* _Material provided_:
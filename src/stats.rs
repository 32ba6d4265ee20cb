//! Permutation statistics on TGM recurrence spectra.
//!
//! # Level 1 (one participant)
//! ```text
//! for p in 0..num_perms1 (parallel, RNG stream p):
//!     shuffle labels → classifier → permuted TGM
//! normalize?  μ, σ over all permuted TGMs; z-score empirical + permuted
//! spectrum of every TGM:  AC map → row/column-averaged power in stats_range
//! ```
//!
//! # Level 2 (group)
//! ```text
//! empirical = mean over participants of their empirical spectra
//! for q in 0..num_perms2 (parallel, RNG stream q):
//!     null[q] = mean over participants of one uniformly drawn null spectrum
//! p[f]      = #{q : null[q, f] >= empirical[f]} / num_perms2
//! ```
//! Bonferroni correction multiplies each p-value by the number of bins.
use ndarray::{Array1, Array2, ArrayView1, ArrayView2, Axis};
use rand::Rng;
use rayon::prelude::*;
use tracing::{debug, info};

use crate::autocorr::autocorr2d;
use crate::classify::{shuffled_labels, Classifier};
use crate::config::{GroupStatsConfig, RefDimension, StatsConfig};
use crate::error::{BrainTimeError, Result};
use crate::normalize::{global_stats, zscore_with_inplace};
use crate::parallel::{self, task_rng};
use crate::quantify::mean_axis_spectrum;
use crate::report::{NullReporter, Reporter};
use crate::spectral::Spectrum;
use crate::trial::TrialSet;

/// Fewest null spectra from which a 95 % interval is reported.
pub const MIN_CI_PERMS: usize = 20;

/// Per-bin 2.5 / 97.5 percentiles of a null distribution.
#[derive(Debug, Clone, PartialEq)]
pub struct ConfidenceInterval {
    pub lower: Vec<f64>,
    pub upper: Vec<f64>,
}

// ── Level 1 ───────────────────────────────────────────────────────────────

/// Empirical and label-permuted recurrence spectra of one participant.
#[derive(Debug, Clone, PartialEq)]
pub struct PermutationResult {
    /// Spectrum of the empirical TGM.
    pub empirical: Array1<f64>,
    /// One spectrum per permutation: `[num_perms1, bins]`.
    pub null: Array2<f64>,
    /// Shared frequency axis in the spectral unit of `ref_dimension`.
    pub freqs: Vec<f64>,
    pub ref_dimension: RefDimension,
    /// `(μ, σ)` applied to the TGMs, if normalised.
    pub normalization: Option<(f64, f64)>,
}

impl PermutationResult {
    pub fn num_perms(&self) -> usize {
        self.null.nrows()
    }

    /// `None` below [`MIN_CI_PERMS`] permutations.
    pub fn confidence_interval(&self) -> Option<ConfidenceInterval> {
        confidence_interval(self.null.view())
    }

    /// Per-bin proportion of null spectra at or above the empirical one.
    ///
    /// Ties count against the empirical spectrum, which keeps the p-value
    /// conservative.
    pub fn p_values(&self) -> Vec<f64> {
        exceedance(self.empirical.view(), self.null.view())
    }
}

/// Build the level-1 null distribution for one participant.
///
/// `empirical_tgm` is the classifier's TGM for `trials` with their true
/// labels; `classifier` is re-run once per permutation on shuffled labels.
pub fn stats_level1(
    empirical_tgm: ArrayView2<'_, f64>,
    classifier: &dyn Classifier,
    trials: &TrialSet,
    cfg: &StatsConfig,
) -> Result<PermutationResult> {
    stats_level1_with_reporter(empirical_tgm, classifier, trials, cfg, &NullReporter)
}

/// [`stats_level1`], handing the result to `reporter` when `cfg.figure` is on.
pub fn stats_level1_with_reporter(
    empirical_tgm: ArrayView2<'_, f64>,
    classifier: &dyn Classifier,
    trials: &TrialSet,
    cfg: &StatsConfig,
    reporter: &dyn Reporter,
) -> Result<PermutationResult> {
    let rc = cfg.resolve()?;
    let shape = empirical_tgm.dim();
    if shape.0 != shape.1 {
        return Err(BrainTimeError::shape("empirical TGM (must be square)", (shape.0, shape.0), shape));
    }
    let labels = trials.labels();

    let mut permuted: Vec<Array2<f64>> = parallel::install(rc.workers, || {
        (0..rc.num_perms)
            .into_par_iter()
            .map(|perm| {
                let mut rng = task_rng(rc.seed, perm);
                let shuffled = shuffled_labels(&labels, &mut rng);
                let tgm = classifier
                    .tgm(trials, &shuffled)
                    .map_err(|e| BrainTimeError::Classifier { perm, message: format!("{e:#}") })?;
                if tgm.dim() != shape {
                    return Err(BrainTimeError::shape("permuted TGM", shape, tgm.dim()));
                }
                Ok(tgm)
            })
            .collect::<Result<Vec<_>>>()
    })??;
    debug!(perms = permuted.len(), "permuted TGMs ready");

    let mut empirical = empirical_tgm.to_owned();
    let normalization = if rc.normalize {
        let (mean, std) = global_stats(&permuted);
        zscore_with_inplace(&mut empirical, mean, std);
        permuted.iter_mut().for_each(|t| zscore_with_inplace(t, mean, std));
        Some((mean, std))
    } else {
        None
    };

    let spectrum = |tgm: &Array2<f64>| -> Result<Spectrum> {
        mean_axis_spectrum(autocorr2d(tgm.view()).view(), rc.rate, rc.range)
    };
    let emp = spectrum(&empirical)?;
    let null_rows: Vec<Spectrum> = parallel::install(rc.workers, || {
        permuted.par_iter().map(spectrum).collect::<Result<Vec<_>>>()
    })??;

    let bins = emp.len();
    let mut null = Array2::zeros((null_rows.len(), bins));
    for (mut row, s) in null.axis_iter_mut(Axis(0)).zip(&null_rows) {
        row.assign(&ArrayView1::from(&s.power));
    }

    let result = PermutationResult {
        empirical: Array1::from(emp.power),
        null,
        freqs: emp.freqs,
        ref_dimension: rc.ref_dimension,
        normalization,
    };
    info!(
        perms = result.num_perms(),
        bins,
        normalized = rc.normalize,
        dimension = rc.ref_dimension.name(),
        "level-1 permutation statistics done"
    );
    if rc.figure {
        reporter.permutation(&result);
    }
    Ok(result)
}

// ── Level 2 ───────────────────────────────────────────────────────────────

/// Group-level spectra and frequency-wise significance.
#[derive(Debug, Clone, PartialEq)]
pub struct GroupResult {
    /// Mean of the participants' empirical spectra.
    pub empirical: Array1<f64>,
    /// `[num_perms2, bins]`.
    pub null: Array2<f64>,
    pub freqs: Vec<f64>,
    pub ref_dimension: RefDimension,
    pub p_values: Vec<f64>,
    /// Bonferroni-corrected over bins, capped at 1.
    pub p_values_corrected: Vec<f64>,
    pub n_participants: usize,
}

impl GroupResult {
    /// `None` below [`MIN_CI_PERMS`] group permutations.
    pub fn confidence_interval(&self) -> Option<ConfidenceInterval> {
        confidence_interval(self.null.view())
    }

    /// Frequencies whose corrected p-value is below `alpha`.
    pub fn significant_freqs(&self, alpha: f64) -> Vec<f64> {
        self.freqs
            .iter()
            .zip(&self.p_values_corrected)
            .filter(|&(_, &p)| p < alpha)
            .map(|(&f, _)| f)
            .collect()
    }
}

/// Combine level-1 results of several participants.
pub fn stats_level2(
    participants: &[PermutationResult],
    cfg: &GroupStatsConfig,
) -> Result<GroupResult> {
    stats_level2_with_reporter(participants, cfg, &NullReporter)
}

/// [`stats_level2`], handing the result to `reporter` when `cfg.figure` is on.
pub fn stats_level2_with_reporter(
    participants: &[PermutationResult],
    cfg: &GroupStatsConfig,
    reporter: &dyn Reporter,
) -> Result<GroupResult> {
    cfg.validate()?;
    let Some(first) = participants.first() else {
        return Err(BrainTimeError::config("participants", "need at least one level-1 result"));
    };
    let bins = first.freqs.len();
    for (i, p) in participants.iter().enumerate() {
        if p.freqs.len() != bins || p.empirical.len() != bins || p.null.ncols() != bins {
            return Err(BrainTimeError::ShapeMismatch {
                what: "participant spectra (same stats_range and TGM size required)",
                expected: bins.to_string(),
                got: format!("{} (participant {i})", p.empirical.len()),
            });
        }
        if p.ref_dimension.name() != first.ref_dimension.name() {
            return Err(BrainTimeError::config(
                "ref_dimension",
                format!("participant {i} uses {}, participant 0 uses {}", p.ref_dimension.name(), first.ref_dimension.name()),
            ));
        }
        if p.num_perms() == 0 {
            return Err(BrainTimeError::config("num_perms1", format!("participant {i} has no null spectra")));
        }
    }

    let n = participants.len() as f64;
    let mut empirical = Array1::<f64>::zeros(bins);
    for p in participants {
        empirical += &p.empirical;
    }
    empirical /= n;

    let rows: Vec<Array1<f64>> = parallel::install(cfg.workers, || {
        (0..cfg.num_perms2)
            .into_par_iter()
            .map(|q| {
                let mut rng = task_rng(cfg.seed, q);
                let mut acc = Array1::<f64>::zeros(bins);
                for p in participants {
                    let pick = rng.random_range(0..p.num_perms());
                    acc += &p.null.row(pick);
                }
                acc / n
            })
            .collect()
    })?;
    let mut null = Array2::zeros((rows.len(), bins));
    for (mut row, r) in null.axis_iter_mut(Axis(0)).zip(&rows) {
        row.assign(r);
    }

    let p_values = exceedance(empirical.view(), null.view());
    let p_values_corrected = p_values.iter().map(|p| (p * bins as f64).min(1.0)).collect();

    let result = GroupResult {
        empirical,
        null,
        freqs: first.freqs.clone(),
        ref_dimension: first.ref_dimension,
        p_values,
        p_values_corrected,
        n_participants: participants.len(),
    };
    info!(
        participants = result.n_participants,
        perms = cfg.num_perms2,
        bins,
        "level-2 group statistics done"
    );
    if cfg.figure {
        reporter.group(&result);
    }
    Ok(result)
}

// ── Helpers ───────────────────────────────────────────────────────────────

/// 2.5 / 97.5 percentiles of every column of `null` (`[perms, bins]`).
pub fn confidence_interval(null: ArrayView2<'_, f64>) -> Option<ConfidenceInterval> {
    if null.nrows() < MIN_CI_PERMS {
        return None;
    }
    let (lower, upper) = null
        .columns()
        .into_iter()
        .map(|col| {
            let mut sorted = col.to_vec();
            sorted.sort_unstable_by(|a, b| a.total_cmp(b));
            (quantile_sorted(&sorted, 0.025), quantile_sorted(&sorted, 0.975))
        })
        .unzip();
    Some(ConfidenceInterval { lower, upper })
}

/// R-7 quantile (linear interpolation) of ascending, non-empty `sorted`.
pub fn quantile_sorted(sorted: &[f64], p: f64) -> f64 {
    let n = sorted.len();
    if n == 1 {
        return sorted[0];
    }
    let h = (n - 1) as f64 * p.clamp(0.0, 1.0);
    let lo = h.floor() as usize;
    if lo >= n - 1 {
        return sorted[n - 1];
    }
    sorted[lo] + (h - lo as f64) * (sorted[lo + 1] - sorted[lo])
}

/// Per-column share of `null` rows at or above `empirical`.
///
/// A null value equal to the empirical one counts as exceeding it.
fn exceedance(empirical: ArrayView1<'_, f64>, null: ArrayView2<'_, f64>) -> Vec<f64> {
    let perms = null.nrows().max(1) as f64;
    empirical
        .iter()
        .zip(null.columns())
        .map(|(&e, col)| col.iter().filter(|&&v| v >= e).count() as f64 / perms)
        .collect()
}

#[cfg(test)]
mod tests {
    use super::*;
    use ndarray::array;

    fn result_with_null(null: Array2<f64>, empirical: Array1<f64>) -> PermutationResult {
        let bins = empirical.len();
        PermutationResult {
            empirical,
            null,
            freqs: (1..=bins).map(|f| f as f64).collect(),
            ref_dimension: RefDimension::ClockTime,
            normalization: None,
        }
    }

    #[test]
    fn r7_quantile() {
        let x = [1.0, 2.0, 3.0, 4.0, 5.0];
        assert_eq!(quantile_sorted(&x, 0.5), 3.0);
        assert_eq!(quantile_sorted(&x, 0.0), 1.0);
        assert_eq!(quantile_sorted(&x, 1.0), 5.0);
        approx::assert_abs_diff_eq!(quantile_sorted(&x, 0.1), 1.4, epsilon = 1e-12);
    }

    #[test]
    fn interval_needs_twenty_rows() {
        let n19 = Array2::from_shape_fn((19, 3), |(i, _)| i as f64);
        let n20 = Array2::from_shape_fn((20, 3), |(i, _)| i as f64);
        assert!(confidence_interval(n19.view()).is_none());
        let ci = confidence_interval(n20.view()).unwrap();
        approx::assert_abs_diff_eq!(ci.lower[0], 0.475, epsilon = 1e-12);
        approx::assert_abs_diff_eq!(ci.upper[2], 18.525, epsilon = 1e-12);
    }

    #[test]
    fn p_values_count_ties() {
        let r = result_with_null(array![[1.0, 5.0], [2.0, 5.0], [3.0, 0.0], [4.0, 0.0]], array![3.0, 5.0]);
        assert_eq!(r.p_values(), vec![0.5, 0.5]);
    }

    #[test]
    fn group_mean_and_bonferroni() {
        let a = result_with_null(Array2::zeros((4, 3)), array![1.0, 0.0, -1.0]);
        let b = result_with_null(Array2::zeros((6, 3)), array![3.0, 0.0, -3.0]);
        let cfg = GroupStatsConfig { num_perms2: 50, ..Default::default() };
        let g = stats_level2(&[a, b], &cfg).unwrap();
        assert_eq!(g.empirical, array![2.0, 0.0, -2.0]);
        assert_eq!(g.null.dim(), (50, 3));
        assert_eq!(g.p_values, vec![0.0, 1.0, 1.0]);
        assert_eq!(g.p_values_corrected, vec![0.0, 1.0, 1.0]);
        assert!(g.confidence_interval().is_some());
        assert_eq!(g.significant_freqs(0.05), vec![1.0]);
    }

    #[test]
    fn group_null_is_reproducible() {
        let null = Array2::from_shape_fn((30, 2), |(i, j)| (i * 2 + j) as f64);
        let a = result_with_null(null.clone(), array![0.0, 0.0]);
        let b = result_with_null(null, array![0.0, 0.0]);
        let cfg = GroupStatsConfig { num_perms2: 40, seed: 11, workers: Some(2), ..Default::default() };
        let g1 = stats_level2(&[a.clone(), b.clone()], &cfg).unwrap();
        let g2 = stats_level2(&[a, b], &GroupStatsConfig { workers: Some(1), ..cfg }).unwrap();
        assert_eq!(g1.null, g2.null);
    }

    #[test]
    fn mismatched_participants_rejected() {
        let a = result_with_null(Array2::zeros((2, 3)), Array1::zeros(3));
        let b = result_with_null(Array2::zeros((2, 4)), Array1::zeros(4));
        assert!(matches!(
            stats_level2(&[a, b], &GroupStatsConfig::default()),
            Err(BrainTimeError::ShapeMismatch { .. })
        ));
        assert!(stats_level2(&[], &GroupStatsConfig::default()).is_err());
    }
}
* * *
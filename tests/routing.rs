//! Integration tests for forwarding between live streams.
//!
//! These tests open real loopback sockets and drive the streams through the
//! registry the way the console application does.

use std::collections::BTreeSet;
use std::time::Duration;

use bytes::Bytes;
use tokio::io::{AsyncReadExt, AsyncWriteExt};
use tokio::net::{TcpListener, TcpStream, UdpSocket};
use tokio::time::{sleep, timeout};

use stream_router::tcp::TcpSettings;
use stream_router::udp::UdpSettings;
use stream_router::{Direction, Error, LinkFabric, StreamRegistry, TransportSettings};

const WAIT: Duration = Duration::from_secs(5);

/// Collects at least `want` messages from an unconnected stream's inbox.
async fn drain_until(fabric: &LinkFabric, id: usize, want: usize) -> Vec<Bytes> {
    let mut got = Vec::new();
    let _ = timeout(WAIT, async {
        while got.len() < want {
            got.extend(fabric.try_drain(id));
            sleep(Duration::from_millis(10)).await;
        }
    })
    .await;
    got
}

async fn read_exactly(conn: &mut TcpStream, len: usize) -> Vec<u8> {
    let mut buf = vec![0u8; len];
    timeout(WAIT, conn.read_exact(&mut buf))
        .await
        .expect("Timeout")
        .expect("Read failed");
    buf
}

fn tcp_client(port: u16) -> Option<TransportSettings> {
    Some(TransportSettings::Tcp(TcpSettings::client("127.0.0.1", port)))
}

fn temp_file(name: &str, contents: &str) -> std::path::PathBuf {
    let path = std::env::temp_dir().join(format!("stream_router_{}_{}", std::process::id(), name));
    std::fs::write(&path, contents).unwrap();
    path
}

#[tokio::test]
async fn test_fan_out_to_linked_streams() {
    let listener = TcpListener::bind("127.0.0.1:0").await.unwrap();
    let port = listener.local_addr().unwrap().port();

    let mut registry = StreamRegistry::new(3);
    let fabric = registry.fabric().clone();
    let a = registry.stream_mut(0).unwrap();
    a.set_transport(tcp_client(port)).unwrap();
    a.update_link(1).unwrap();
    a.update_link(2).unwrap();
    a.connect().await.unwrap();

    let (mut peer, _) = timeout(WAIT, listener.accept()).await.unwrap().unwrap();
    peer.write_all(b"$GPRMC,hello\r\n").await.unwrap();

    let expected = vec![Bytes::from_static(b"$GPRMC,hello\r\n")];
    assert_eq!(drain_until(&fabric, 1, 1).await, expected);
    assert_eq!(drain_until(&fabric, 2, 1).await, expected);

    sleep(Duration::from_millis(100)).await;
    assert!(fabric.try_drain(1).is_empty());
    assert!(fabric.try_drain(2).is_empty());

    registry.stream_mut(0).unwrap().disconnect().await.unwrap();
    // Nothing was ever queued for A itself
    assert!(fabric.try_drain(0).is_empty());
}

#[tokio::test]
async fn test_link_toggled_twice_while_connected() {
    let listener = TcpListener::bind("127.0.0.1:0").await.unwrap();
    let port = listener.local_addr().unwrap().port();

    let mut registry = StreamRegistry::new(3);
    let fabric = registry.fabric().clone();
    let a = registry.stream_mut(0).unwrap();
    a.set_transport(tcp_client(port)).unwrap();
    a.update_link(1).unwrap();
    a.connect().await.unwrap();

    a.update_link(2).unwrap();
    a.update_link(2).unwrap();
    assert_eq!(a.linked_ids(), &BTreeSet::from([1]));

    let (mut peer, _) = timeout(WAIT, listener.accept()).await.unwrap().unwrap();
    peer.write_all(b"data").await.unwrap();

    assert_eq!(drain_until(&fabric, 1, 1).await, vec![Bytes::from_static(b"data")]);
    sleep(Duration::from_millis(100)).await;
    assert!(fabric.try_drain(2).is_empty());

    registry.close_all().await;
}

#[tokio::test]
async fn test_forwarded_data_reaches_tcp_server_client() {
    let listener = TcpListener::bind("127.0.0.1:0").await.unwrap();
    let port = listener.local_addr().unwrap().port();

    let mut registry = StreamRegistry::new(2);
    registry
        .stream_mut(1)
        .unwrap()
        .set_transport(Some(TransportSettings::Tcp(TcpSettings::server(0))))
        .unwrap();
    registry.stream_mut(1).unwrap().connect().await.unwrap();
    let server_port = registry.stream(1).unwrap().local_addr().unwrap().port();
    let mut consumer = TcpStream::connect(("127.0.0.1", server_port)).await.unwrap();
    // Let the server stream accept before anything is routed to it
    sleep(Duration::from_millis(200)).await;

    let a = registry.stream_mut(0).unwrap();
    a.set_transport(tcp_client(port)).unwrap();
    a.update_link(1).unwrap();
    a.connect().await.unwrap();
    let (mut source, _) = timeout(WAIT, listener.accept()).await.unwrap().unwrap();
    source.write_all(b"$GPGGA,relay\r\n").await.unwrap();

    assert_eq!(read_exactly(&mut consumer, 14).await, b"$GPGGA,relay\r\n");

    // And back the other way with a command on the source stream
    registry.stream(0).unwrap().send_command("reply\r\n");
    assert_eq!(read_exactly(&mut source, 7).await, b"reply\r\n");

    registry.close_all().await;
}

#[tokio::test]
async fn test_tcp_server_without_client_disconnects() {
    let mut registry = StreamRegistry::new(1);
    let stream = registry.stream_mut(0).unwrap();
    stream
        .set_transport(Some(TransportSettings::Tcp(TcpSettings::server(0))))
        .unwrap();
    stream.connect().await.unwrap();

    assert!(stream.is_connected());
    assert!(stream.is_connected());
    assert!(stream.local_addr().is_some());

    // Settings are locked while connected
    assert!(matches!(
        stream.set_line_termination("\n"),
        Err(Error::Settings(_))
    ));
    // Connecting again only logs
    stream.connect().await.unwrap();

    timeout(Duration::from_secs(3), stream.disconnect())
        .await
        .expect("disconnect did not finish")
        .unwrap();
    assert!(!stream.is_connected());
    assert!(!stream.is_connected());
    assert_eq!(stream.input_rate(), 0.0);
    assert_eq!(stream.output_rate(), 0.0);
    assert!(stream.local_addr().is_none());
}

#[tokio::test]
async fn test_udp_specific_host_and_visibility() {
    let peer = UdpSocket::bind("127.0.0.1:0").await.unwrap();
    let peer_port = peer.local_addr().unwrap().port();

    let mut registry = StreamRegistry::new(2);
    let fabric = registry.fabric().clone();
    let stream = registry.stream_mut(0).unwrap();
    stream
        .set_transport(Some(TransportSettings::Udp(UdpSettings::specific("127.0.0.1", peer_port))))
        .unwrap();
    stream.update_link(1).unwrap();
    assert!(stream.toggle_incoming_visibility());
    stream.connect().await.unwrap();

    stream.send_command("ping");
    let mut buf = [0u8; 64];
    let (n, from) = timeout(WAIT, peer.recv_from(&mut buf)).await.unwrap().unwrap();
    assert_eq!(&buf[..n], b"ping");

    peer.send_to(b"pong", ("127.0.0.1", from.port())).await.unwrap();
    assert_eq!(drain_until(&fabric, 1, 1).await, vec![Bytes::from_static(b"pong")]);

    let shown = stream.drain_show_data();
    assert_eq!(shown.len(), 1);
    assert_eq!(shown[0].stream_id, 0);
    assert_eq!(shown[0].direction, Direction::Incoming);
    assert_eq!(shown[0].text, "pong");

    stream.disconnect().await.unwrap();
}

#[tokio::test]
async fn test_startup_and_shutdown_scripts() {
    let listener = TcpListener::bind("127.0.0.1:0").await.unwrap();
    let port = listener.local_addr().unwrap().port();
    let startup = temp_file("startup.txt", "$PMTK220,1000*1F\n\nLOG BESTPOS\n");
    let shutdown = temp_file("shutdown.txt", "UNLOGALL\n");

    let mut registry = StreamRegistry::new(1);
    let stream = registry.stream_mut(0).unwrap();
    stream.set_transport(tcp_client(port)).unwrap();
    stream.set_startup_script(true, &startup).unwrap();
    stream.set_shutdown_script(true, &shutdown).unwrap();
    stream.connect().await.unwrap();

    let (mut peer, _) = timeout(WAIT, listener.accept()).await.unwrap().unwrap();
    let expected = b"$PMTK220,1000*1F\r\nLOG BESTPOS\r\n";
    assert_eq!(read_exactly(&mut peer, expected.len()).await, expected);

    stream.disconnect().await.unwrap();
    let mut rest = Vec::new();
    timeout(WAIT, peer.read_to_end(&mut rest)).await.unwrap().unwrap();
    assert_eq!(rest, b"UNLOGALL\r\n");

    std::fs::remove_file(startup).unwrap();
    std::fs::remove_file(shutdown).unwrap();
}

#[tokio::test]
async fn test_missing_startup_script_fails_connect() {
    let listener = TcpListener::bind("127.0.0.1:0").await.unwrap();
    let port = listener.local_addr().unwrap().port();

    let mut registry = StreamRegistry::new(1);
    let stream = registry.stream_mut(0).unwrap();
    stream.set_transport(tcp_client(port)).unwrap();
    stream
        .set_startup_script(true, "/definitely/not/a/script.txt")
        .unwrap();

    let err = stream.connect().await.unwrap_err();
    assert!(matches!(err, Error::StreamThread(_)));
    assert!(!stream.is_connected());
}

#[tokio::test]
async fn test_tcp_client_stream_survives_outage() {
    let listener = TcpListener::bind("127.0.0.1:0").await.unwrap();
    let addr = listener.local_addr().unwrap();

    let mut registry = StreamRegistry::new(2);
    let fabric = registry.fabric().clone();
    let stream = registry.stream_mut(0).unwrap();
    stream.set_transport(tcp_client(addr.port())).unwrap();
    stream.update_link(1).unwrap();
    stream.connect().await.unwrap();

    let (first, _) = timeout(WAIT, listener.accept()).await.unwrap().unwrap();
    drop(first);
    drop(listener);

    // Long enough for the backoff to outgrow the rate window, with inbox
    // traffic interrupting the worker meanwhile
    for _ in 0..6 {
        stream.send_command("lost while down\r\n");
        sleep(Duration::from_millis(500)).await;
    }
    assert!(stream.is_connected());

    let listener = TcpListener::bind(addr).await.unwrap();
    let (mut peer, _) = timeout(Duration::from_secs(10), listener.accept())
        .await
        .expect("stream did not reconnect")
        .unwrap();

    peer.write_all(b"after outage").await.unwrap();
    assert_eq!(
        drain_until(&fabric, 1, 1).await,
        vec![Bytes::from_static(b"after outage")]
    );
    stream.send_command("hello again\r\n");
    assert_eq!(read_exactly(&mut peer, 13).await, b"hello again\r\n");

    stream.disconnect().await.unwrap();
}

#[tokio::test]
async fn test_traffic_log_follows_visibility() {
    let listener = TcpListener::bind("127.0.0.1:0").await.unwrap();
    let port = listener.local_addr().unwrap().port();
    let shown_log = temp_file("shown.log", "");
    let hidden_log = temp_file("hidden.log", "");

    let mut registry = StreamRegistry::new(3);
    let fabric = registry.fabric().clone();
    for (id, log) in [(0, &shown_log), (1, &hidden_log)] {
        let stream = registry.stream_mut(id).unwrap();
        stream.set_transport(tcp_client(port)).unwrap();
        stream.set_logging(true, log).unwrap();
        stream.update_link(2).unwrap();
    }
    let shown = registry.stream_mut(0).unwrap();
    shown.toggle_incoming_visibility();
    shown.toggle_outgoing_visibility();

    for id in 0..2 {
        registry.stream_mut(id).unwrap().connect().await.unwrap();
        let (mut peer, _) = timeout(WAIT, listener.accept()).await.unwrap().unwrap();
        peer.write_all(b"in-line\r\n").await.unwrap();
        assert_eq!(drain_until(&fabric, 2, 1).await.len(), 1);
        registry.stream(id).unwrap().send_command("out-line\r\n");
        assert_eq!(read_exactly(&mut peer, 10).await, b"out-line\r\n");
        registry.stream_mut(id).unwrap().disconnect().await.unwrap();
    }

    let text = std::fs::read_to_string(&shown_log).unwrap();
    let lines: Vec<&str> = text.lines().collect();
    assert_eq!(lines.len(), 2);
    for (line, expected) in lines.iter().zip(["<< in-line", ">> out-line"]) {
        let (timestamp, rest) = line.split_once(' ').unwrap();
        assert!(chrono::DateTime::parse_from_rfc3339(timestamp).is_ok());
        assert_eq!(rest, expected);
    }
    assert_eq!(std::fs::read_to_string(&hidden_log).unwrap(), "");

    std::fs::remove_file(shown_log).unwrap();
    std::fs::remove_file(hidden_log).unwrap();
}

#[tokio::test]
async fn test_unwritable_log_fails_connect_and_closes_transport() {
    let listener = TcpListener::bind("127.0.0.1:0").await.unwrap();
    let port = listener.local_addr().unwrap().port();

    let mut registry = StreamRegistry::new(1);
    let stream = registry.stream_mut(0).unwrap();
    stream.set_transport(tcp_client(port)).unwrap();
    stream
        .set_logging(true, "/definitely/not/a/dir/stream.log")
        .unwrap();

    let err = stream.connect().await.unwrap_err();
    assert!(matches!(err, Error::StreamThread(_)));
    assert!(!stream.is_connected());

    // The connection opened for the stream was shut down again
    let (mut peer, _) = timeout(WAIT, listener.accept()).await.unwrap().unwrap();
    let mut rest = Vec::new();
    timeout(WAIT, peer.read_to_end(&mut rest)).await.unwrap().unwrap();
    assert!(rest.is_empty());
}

* _Required work_: Your answer must consist solely of the lines above between the line holding "filename src/stats.rs" and the line holding "use crate::autocorr::autocorr2d;", inclusive, copied exactly.

* _Answer to the exercise_:
filename src/stats.rs
repository 32ba6d4265ee20cb
//! Permutation statistics on TGM recurrence spectra.
//!
//! # Level 1 (one participant)
//! ```text
//! for p in 0..num_perms1 (parallel, RNG stream p):
//!     shuffle labels → classifier → permuted TGM
//! normalize?  μ, σ over all permuted TGMs; z-score empirical + permuted
//! spectrum of every TGM:  AC map → row/column-averaged power in stats_range
//! ```
//!
//! # Level 2 (group)
//! ```text
//! empirical = mean over participants of their empirical spectra
//! for q in 0..num_perms2 (parallel, RNG stream q):
//!     null[q] = mean over participants of one uniformly drawn null spectrum
//! p[f]      = #{q : null[q, f] >= empirical[f]} / num_perms2
//! ```
//! Bonferroni correction multiplies each p-value by the number of bins.
use ndarray::{Array1, Array2, ArrayView1, ArrayView2, Axis};
use rand::Rng;
use rayon::prelude::*;
use tracing::{debug, info};

use crate::autocorr::autocorr2d;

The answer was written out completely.